Furthermore, a quantitative comparison of five denoising methods—F-CNRN, wavelet denoising, smooth denoising, DAE-CNN, and DAE-LSTM—is presented in Figure 8. The two DLB denoising autoencoders utilize real-valued network architectures. In Figure 8, the gray and red curves represent the original and denoised BPSK signal, respectively. The results demonstrate that denoising substantially improves SNR for modulated signals from −20 dB to 12 dB. However, signals between 14 dB and 18 dB exhibit negative SNR gains after denoising. Crucially, since denoising in communication modulation signals primarily aims to facilitate subsequent modulation classification, and noise has minimal impact on classification accuracy above 14 dB, this SNR reduction has negligible influence on classification performance. Additionally, MSE decreases significantly across the entire range (−20 dB to 18 dB) after denoising. Higher SNR and lower MSE indicate reduced noise content. Collectively, these metrics confirm that the proposed denoising method effectively removes noise from modulated signals.
Comparing with the three DLB denoising methods—F-CNRN, DAE-CNN, and DAE-LSTM—in Figure 8, both SNR and MSE metrics clearly indicate that the proposed F-CNRN method significantly outperforms the other two real-valued network approaches. This further validates the effectiveness of the proposed complex-valued denoising network. Figure 8a distinctly shows that for input SNRs below −6 dB, the output SNR after F-CNRN denoising is markedly higher than that achieved by wavelet denoising, smooth denoising, DAE-CNN, and DAE-LSTM (e.g., dramatically improving from −20 dB to 0 dB). However, for input SNRs above −6 dB, F-CNRN’s output SNR becomes lower than that of wavelet and smooth denoising. Notably, for input SNRs exceeding 13 dB, the output SNR even drops below the original SNR. This phenomenon occurs because DLB denoising methods converge around an optimal value, exhibiting smaller variance between maximum and minimum values. Similarly, Figure 8b clearly demonstrates that the MSE after F-CNRN denoising is consistently lower than that of the other four methods, underscoring its superior denoising performance.

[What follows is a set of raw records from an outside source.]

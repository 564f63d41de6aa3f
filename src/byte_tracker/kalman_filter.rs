use crate::error::TrackError;
use nalgebra::{DMatrix, SMatrix};

/* -----------------------------------------------------------------------------
 * Type aliases
 * ----------------------------------------------------------------------------- */
// 1x4
pub type DetectBox = SMatrix<f32, 1, 4>;
// 1x8
pub type StateMean = SMatrix<f32, 1, 8>;
// 8x8
pub type StateCov = SMatrix<f32, 8, 8>;
// 1x4
pub type StateHMean = SMatrix<f32, 1, 4>;
// 4x4
pub type StateHCov = SMatrix<f32, 4, 4>;

/* -----------------------------------------------------------------------------
 * Gating metric
 * ----------------------------------------------------------------------------- */
#[derive(Debug, Clone, Copy, PartialEq, Eq)]
pub enum GatingMetric {
    /// Squared Euclidean distance in projected measurement space.
    Gaussian,
    /// Squared Mahalanobis distance under the projected covariance.
    Maha,
}

/* -----------------------------------------------------------------------------
 * Kalman Filter
 * ----------------------------------------------------------------------------- */
// Constant-velocity filter over (cx, cy, a, h) and their velocities,
// dt = 1. Noise standard deviations scale with the current height except
// for the aspect-ratio components, which use small fixed constants.
#[derive(Debug, Clone)]
pub struct KalmanFilter {
    std_weight_position: f32,
    std_weight_velocity: f32,
    motion_mat: SMatrix<f32, 8, 8>, // 8x8
    update_mat: SMatrix<f32, 4, 8>, // 4x8
}

impl KalmanFilter {
    pub fn new(
        std_weight_position: f32,
        std_weight_velocity: f32,
    ) -> Self {
        let ndim = 4;
        let dt = 1.0;

        let mut motion_mat = SMatrix::<f32, 8, 8>::identity();
        for i in 0..ndim {
            motion_mat[(i, i + ndim)] = dt;
        }

        // 1.0, 0.0, 0.0, 0.0, 0.0, 0.0, 0.0, 0.0,
        // 0.0, 1.0, 0.0, 0.0, 0.0, 0.0, 0.0, 0.0,
        // 0.0, 0.0, 1.0, 0.0, 0.0, 0.0, 0.0, 0.0,
        // 0.0, 0.0, 0.0, 1.0, 0.0, 0.0, 0.0, 0.0,
        let mut update_mat = SMatrix::<f32, 4, 8>::zeros();
        update_mat[(0, 0)] = 1.0;
        update_mat[(1, 1)] = 1.0;
        update_mat[(2, 2)] = 1.0;
        update_mat[(3, 3)] = 1.0;

        Self {
            std_weight_position,
            std_weight_velocity,
            motion_mat,
            update_mat,
        }
    }

    /// Start a new state from an (cx, cy, a, h) measurement. Velocities
    /// are zero; the initial uncertainty scales with the measured height.
    pub fn initiate(
        &self,
        measurement: &DetectBox,
    ) -> (StateMean, StateCov) {
        let mut mean = StateMean::zeros();
        mean.as_mut_slice()[0..4].copy_from_slice(measurement.as_slice());

        let measure_val = measurement[(0, 3)];
        let mut std = SMatrix::<f32, 1, 8>::zeros();
        std[0] = 2.0 * self.std_weight_position * measure_val;
        std[1] = 2.0 * self.std_weight_position * measure_val;
        std[2] = 1e-2;
        std[3] = 2.0 * self.std_weight_position * measure_val;
        std[4] = 10.0 * self.std_weight_velocity * measure_val;
        std[5] = 10.0 * self.std_weight_velocity * measure_val;
        std[6] = 1e-5;
        std[7] = 10.0 * self.std_weight_velocity * measure_val;

        let tmp = std.component_mul(&std);
        let covariance = SMatrix::<f32, 8, 8>::from_diagonal(&tmp.transpose());
        (mean, covariance)
    }

    /// One constant-velocity step. The process noise is built from the
    /// pre-predict mean.
    pub fn predict(
        &self,
        mean: &StateMean,
        covariance: &StateCov,
    ) -> (StateMean, StateCov) {
        let mut std = SMatrix::<f32, 1, 8>::zeros();
        std[0] = self.std_weight_position * mean[(0, 3)];
        std[1] = self.std_weight_position * mean[(0, 3)];
        std[2] = 1e-2;
        std[3] = self.std_weight_position * mean[(0, 3)];
        std[4] = self.std_weight_velocity * mean[(0, 3)];
        std[5] = self.std_weight_velocity * mean[(0, 3)];
        std[6] = 1e-5;
        std[7] = self.std_weight_velocity * mean[(0, 3)];

        let tmp = std.component_mul(&std);
        let motion_cov = SMatrix::<f32, 8, 8>::from_diagonal(&tmp.transpose());

        let new_mean = (self.motion_mat * mean.transpose()).transpose();
        let new_covariance =
            self.motion_mat * covariance * self.motion_mat.transpose()
                + motion_cov;
        (new_mean, new_covariance)
    }

    /// Batched `predict`, one state per slot. Each slot gets its own
    /// process noise from that slot's mean.
    pub fn multi_predict(
        &self,
        means: &mut [StateMean],
        covariances: &mut [StateCov],
    ) {
        debug_assert_eq!(means.len(), covariances.len());
        for (mean, covariance) in means.iter_mut().zip(covariances.iter_mut())
        {
            let (new_mean, new_covariance) = self.predict(mean, covariance);
            *mean = new_mean;
            *covariance = new_covariance;
        }
    }

    /// Project the state into measurement space.
    pub fn project(
        &self,
        mean: &StateMean,
        covariance: &StateCov,
    ) -> (StateHMean, StateHCov) {
        let std = SMatrix::<f32, 1, 4>::from_iterator([
            self.std_weight_position * mean[(0, 3)],
            self.std_weight_position * mean[(0, 3)],
            1e-2,
            self.std_weight_position * mean[(0, 3)],
        ]);

        // update_mat: 4x8, mean: 1x8
        let projected_mean = mean * self.update_mat.transpose();

        let diag = SMatrix::<f32, 4, 4>::from_diagonal(&std.transpose());
        let innovation_cov = diag.component_mul(&diag);
        let cov = self.update_mat * covariance * self.update_mat.transpose();
        (projected_mean, cov + innovation_cov)
    }

    /// Kalman correction step. The gain comes from a Cholesky solve of the
    /// projected covariance; a factorization failure leaves the inputs
    /// untouched and is reported to the caller.
    pub fn update(
        &self,
        mean: &StateMean,      // 1x8
        covariance: &StateCov, // 8x8
        measurement: &DetectBox,
    ) -> Result<(StateMean, StateCov), TrackError> {
        if measurement.iter().any(|value| !value.is_finite()) {
            return Err(TrackError::NonFiniteMeasurement(format!(
                "kalman update measurement {:?}",
                measurement.as_slice()
            )));
        }

        let (projected_mean, projected_covariance) =
            self.project(mean, covariance);

        let b = (covariance * self.update_mat.transpose()).transpose();
        let cholesky_factor = projected_covariance
            .cholesky()
            .ok_or(TrackError::NonPositiveDefinite)?;
        // kalman_gain: 4x8
        let kalman_gain = cholesky_factor.solve(&b);
        // innovation: 1x4
        let innovation = measurement - projected_mean;

        let new_mean = mean + innovation * kalman_gain;
        let new_covariance = covariance
            - kalman_gain.transpose() * projected_covariance * kalman_gain;
        Ok((new_mean, new_covariance))
    }

    /// Squared distance between the projected state and a batch of
    /// measurements, one row per measurement. `only_position` restricts
    /// the comparison to the (cx, cy) components.
    pub fn gating_distance(
        &self,
        mean: &StateMean,
        covariance: &StateCov,
        measurements: &DMatrix<f32>,
        only_position: bool,
        metric: GatingMetric,
    ) -> Result<Vec<f32>, TrackError> {
        let dim = if only_position { 2 } else { 4 };
        if measurements.ncols() < dim {
            return Err(TrackError::InvalidInput(format!(
                "gating measurements need at least {} columns, got {}",
                dim,
                measurements.ncols()
            )));
        }

        let (projected_mean, projected_covariance) =
            self.project(mean, covariance);

        let n_measurements = measurements.nrows();
        let mut residuals = DMatrix::<f32>::zeros(n_measurements, dim);
        for row in 0..n_measurements {
            for col in 0..dim {
                let value = measurements[(row, col)];
                if !value.is_finite() {
                    return Err(TrackError::NonFiniteMeasurement(format!(
                        "gating measurement ({}, {})",
                        row, col
                    )));
                }
                residuals[(row, col)] = value - projected_mean[(0, col)];
            }
        }

        match metric {
            GatingMetric::Gaussian => Ok((0..n_measurements)
                .map(|row| {
                    residuals.row(row).iter().map(|d| d * d).sum::<f32>()
                })
                .collect()),
            GatingMetric::Maha => {
                let mut cov = DMatrix::<f32>::zeros(dim, dim);
                for row in 0..dim {
                    for col in 0..dim {
                        cov[(row, col)] = projected_covariance[(row, col)];
                    }
                }
                let cholesky = cov
                    .cholesky()
                    .ok_or(TrackError::NonPositiveDefinite)?;
                let z = cholesky
                    .l()
                    .solve_lower_triangular(&residuals.transpose())
                    .ok_or(TrackError::NonPositiveDefinite)?;
                Ok((0..n_measurements)
                    .map(|col| z.column(col).iter().map(|d| d * d).sum::<f32>())
                    .collect())
            }
        }
    }
}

3.3.2. Verification Based on Collected Data

The denoising performance of the F-CNRN on the collected data is evaluated using the SNR and MSE. A comparative analysis of these metrics for 8PSK signals, original and denoised, is presented in Table 2.
For modulation signals with input SNRs ranging from −20 dB to 10 dB, the output SNR after denoising shows significant improvement. Notably, a signal at −20 dB input achieves an output SNR of 0.11 dB, representing an enhancement of 20.11 dB. Conversely, for signals with input SNRs between 12 dB and 18 dB, the output SNR is marginally lower than the input SNR. However, analysis of the MSE values provides crucial context: the pre-denoising MSE for this high-SNR range is consistently 0.07, which is reduced to 0.01 after denoising. This substantial reduction in MSE indicates that the denoised signal is, in fact, closer to the clean reference signal. The observed stabilization (flattening) of the output SNR in this region reflects this improved signal fidelity. Furthermore, since modulation signals above 12 dB are inherently less susceptible to noise, the slight decrease in SNR post-denoising has a negligible impact on the final modulation classification accuracy.
Moreover, a pronounced reduction in MSE is observed across the entire SNR range from −20 dB to 18 dB after denoising. For instance, the MSE for a −20 dB signal decreases from 0.82 to 0.13, a reduction of 0.69, corresponding to an 84.15% improvement relative to its pre-denoising value. This demonstrates that the deviation between the denoised signal and the clean reference is substantially minimized. In summary, the denoising effectiveness is quantified by two key metrics: higher output SNR and lower MSE indicate less residual noise in the signal. The results presented in Table 2 validate that the proposed denoising method is effective for signals under real-world conditions.
Furthermore, Figure 9 illustrates the comparison of SNR and MSE for the original and denoised 8PSK signals, achieved by the proposed method versus four other baseline approaches. Combined with the results from Figure 8 in Section 3.3.1 and Figure 9 in Section 3.3.2, it further corroborates that the proposed denoising method surpasses wavelet denoising, smooth denoising, DAE-CNN, and DAE-LSTM.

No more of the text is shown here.